The mystery is this: it has taken a wise old hand, not a poster-boy of the modern European game, to make Rangers a force again. Nor is Smith’s new team merely revived in Scotland, but is a canny, calculating side in these early foothills of the Champions League.
Over a dizzying summer Smith bought ten new players, and three of them – Lee McCulloch, Daniel Cousin and DaMarcus Beasley – scored the goals in Stade Gerland. You only need to consider these three unsung names to understand the ongoing complexity of being a Rangers or Celtic manager: while in charge of one of the biggest clubs in Europe you are left to grope around with an extremely modest budget.
Yesterday, Smith highlighted the feats of Rangers so far in Europe in the context of his own modest expectations for his team.
“I don’t think anyone ever imagined we would start the section with six points, but we’ve got them,” he said, referring to Rangers’ two opening wins in group E against VfB Stuttgart and now Lyons. “In fact, I worried that the section would be so strong that it might dent our confidence by playing in it.

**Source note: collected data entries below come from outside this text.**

//! Article generation: one tool-schema constrained chat call returning the
//! full structured draft, followed by explicit validation.
//!
//! The model is forced to answer through a `create_article` function call so
//! the result is directly parseable — no free-text extraction pass. A reply
//! that parses but violates the draft's semantic rules is rejected as a
//! classified validation failure rather than flowing downstream.

use pepgen_core::content::{slugify, ArticleDraft, ContentBlock, TocEntry};
use pepgen_core::schedule::TargetLength;
use pepgen_core::{Category, Peptide};
use serde::Deserialize;
use serde_json::json;

use crate::client::GenAiClient;
use crate::error::GenAiError;
use crate::topic::TopicDecision;
use crate::types::{ChatMessage, ChatRequest};

/// Tool-call arguments as the model sends them, before validation.
#[derive(Debug, Deserialize)]
struct RawArticle {
    title: String,
    summary: String,
    #[serde(default)]
    slug: String,
    category: String,
    #[serde(default)]
    category_label: String,
    #[serde(default)]
    table_of_contents: Vec<TocEntry>,
    content: Vec<ContentBlock>,
    #[serde(default)]
    read_time: String,
    #[serde(default)]
    related_peptides: Vec<String>,
    #[serde(default)]
    matched_peptide_slugs: Vec<String>,
}
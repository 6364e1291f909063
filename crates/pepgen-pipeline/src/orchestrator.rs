//! Pipeline orchestration.
//!
//! One invocation runs: authorization gate → due check → topic selection →
//! article generation → reconciliation → image generation → persistence →
//! schedule advancement. Every step before persistence short-circuits
//! without side effects; image generation is non-fatal.

use chrono::Utc;
use pepgen_core::content::NewArticle;
use pepgen_core::schedule::TargetLength;
use pepgen_core::GeneratedImages;
use pepgen_genai::{article, topic, GenAiClient};

use crate::error::PipelineError;
use crate::images::{self, SectionSuggestion, MAX_SECTION_IMAGES};
use crate::reconcile::reconcile;
use crate::schedule;
use crate::storage::StorageClient;
use crate::store::{ContentStore, ScheduleStore};
use crate::types::{PublishedArticle, RunOutcome, Trigger};

/// Bound on the duplicate-avoidance context passed to topic selection.
const RECENT_TITLE_LIMIT: i64 = 50;

/// Authorship stamped onto every generated article.
#[derive(Debug, Clone)]
pub struct PipelineConfig {
    pub author_name: String,
    pub author_role: String,
}

impl PipelineConfig {
    /// Derive pipeline settings from the loaded application config.
    #[must_use]
    pub fn from_app_config(config: &pepgen_core::AppConfig) -> Self {
        Self {
            author_name: config.author_name.clone(),
            author_role: config.author_role.clone(),
        }
    }
}

/// The article-generation pipeline, wired to its collaborators.
pub struct Pipeline<S, C> {
    genai: GenAiClient,
    storage: StorageClient,
    schedules: S,
    content: C,
    config: PipelineConfig,
}

impl<S: ScheduleStore, C: ContentStore> Pipeline<S, C> {
    pub fn new(
        genai: GenAiClient,
        storage: StorageClient,
        schedules: S,
        content: C,
        config: PipelineConfig,
    ) -> Self {
        Self {
            genai,
            storage,
            schedules,
            content,
            config,
        }
    }

    /// Run the pipeline once.
    ///
    /// # Errors
    ///
    /// - [`PipelineError::Unauthorized`] / [`PipelineError::Forbidden`] from
    ///   the manual-trigger gate, before any side effect.
    /// - [`PipelineError::Generation`] if topic selection or article
    ///   generation fails; the schedule is left untouched so the next tick
    ///   retries at the same due time.
    /// - [`PipelineError::Store`] if a collaborator read or the article
    ///   insert fails; same schedule guarantee.
    pub async fn run(&self, trigger: Trigger) -> Result<RunOutcome, PipelineError> {
        // Step 1: authorization gate. Manual runs need a resolved caller
        // holding the administrative role; scheduled runs carry no end-user
        // identity.
        if let Trigger::Manual { caller, .. } = &trigger {
            let caller = caller.as_ref().ok_or(PipelineError::Unauthorized)?;
            if !self.content.caller_is_admin(caller.user_id).await? {
                return Err(PipelineError::Forbidden);
            }
        }

        let force = trigger.force();
        let now = Utc::now();
        let schedule = self.schedules.load().await?;

        // Step 2: due check, skipped entirely when forced.
        if !force && !schedule::is_due(schedule.as_ref(), now, false) {
            let reason = match &schedule {
                None => "no schedule configured",
                Some(s) if !s.active => "schedule is inactive",
                Some(_) => "not due yet",
            };
            tracing::info!(reason, "pipeline: skipping run");
            return Ok(RunOutcome::NotDue { reason });
        }

        let target_length = schedule
            .as_ref()
            .map_or(TargetLength::Standard, |s| s.target_length);
        let steering = schedule
            .as_ref()
            .and_then(|s| s.additional_context.clone());

        // Step 3: topic selection against recent titles and the catalog.
        let existing_titles = self.content.recent_titles(RECENT_TITLE_LIMIT).await?;
        let categories = self.content.list_categories().await?;
        let peptides = self.content.list_peptides().await?;

        let topic = topic::select_topic(
            &self.genai,
            &existing_titles,
            &peptides,
            steering.as_deref(),
        )
        .await?;
        tracing::info!(title = %topic.title, keyword = %topic.keyword, "pipeline: topic selected");

        // Step 4: schema-constrained article generation.
        let draft = article::generate_article(
            &self.genai,
            &topic,
            target_length,
            steering.as_deref(),
            &categories,
            &peptides,
        )
        .await?;

        // Step 5: reconcile heading ids and rebuild the ToC from content.
        let (content_blocks, toc) = reconcile(draft.content, draft.table_of_contents);

        // Step 6: images. Failures degrade to missing images, never to a
        // failed run.
        let sections: Vec<SectionSuggestion> = toc
            .iter()
            .take(MAX_SECTION_IMAGES)
            .map(|entry| SectionSuggestion {
                id: entry.id.clone(),
                title: entry.title.clone(),
            })
            .collect();
        let images: GeneratedImages = images::generate_images(
            &self.genai,
            &self.storage,
            &draft.title,
            &draft.summary,
            &sections,
            true,
            now.timestamp(),
        )
        .await;

        // Step 7: persist. This is the first side effect of the run.
        let new_article = NewArticle {
            title: draft.title.clone(),
            slug: draft.slug.clone(),
            summary: draft.summary,
            category: draft.category.clone(),
            table_of_contents: toc,
            content: content_blocks,
            read_time: draft.read_time,
            related_peptides: draft.related_peptides,
            matched_peptide_slugs: draft.matched_peptide_slugs,
            featured_image_url: images.featured_image_url.clone(),
            content_images: images.content_images.clone(),
            published_date: now,
            author_name: self.config.author_name.clone(),
            author_role: self.config.author_role.clone(),
        };
        let article_id = self.content.insert_article(&new_article).await?;
        tracing::info!(
            article_id,
            slug = %draft.slug,
            category = %draft.category,
            "pipeline: article persisted"
        );

        // New-category side effect. Duplicate inserts are expected when two
        // runs race; either way the article is already in.
        if draft.is_new_category {
            if let Err(err) = self
                .content
                .insert_category(&draft.category, &draft.category_label)
                .await
            {
                tracing::warn!(
                    category = %draft.category,
                    error = %err,
                    "pipeline: category insert failed; continuing"
                );
            }
        }

        // Step 8: advance the schedule — only after a successful insert.
        if let Some(s) = &schedule {
            let run = schedule::advance(s, now);
            if let Err(err) = self.schedules.save_run(s.id, &run).await {
                // The article exists; failing the run here would misreport.
                // The un-advanced schedule may produce a duplicate next tick.
                tracing::warn!(
                    schedule_id = s.id,
                    error = %err,
                    "pipeline: schedule advance failed after publish"
                );
            }
        }

        Ok(RunOutcome::Published(PublishedArticle {
            article_id,
            title: draft.title,
            slug: draft.slug,
            category: draft.category,
            featured_image: images.featured_image_url.is_some(),
            content_image_count: images.content_images.len(),
        }))
    }
}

“I don’t mean that we wouldn’t have picked up any points but I was still concerned. When I took over again at Rangers they were third in the league, they had lost in the CIS Cup to a first division team [St Johnstone] and had been knocked out of the Scottish Cup to a side that was relegated [Dunfermline Athletic]. I had to make a lot of changes and you cannot really imagine you are going to reach the Champions League and win two games against the title-holders from France and Germany.
“I’m not being modest – I just think we are punching above our weight. We’ve got Barcelona next and I’m under no illusions, it is still going to be tight. We were just looking to be competitive in the group and I had no great illusions about qualifying from it. But at least now we know we can be competitive.”
It is fascinating being around Smith, a man who, in different phases of his career, has known the kind of opprobrium that Le Guen abruptly suffered in Glasgow.
Before this current European campaign, Smith’s Champions League record was woeful – just three wins in 18 matches stretching back to 1992 with Rangers – and there had been a time in Scotland when he had been dismissed as tactically illiterate on the European stage.
Such damning estimations are always enjoyably quoted yet scarcely examined. In his first spell at Rangers, when it was suddenly in vogue to tire of Smith’s presence and cite other, allegedly brighter young managers coming along, I always remember Craig Brown, then the Scotland manager saying to me: “All you guys in the media mention these coaches or managers – none of them is fit to lace Walter Smith’s boots in terms of knowledge or understanding of football.”
With Everton, then with Scotland, and now by a twist of fate back at Rangers, Smith’s wisdom in adversity is proving Brown correct.